Work order:
Nothing but the lines from the one containing "let mut flipped = 0;" through the end of the entries should be set down, each exactly as written.

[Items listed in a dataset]

<<<<

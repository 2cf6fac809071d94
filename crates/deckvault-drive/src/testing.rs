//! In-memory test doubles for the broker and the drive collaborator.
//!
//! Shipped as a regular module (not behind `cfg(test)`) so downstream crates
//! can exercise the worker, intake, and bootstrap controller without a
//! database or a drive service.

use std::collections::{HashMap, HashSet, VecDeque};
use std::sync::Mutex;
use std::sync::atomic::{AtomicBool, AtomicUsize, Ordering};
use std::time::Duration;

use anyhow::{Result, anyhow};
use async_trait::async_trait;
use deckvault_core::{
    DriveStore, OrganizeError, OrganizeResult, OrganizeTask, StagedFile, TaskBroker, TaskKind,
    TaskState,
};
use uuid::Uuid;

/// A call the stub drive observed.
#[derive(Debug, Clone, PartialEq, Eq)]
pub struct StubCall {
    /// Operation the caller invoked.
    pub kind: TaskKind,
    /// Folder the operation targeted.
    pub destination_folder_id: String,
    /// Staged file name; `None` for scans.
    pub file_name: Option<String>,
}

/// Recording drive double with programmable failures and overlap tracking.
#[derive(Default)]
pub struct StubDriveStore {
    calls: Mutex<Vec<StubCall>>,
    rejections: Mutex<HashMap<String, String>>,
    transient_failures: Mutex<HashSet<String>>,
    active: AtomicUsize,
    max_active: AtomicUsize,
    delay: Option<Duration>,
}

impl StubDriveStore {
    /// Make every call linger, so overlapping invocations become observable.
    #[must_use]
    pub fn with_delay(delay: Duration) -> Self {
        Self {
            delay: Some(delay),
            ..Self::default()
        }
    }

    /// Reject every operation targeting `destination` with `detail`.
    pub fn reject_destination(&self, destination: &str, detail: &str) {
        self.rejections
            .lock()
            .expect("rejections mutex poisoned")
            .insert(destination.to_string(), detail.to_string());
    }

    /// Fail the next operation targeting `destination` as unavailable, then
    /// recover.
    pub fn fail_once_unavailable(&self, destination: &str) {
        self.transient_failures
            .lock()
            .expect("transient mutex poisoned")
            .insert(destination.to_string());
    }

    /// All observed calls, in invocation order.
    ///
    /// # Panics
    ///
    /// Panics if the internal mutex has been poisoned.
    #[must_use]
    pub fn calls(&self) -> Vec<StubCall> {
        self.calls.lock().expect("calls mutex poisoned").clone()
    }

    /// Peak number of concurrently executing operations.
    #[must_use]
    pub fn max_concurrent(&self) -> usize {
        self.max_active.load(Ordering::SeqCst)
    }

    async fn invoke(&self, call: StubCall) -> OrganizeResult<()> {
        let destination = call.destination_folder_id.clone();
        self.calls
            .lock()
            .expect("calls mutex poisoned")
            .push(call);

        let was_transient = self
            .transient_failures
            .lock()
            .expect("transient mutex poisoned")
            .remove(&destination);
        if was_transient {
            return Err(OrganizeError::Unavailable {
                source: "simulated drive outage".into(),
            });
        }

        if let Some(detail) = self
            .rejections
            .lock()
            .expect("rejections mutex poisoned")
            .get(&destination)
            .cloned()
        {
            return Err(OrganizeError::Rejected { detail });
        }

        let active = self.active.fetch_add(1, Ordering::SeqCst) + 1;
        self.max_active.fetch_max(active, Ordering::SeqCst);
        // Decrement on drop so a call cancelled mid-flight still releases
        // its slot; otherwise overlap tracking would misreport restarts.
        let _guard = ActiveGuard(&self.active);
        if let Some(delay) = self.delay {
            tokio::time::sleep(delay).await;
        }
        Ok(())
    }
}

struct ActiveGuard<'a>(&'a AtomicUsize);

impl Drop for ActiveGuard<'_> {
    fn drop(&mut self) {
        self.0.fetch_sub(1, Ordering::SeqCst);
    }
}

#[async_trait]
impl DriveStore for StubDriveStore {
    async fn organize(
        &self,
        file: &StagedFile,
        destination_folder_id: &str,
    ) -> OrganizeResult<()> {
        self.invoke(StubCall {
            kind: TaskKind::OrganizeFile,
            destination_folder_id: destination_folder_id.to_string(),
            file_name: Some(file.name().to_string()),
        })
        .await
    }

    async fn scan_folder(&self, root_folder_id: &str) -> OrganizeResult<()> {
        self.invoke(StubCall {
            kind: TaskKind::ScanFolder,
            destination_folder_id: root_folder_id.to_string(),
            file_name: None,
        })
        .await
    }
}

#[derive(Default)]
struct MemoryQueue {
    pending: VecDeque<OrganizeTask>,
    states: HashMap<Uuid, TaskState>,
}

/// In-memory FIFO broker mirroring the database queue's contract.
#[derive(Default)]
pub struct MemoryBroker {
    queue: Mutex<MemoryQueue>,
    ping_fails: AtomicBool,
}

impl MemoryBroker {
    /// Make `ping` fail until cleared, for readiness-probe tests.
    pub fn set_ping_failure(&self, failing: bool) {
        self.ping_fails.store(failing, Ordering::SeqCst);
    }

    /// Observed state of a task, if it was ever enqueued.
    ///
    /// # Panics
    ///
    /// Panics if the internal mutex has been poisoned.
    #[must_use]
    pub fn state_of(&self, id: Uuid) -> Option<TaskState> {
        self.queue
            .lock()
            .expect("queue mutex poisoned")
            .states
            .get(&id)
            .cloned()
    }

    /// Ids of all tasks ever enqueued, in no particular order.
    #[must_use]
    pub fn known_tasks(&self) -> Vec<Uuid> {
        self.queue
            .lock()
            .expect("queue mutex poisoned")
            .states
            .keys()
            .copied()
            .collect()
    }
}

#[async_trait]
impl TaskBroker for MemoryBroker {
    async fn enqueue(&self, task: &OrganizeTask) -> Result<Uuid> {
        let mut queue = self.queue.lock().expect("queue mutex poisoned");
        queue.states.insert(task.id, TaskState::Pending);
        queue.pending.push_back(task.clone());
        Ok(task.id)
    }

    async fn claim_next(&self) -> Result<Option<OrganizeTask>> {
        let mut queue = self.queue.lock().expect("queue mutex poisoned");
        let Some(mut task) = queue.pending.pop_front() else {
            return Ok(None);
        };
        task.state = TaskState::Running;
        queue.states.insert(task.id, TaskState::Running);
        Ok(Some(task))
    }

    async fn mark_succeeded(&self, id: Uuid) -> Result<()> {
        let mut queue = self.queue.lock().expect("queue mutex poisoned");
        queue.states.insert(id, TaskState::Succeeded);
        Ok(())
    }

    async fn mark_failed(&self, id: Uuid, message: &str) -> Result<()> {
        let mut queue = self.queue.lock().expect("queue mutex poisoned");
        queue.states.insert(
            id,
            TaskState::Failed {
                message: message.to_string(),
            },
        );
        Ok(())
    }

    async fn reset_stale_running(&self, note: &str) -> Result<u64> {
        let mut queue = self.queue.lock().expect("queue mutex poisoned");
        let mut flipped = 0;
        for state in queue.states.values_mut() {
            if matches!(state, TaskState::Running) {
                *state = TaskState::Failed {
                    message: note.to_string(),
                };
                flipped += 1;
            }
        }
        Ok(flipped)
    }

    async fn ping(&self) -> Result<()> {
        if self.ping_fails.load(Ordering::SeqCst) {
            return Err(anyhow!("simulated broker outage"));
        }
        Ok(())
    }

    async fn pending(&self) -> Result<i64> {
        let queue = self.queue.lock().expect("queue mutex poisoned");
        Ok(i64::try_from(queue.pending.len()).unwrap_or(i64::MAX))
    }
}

>>>>

Your response:
        let mut flipped = 0;
        for state in queue.states.values_mut() {
            if matches!(state, TaskState::Running) {
                *state = TaskState::Failed {
                    message: note.to_string(),
                };
                flipped += 1;
            }
        }
        Ok(flipped)
    }

    async fn ping(&self) -> Result<()> {
        if self.ping_fails.load(Ordering::SeqCst) {
            return Err(anyhow!("simulated broker outage"));
        }
        Ok(())
    }

    async fn pending(&self) -> Result<i64> {
        let queue = self.queue.lock().expect("queue mutex poisoned");
        Ok(i64::try_from(queue.pending.len()).unwrap_or(i64::MAX))
    }
}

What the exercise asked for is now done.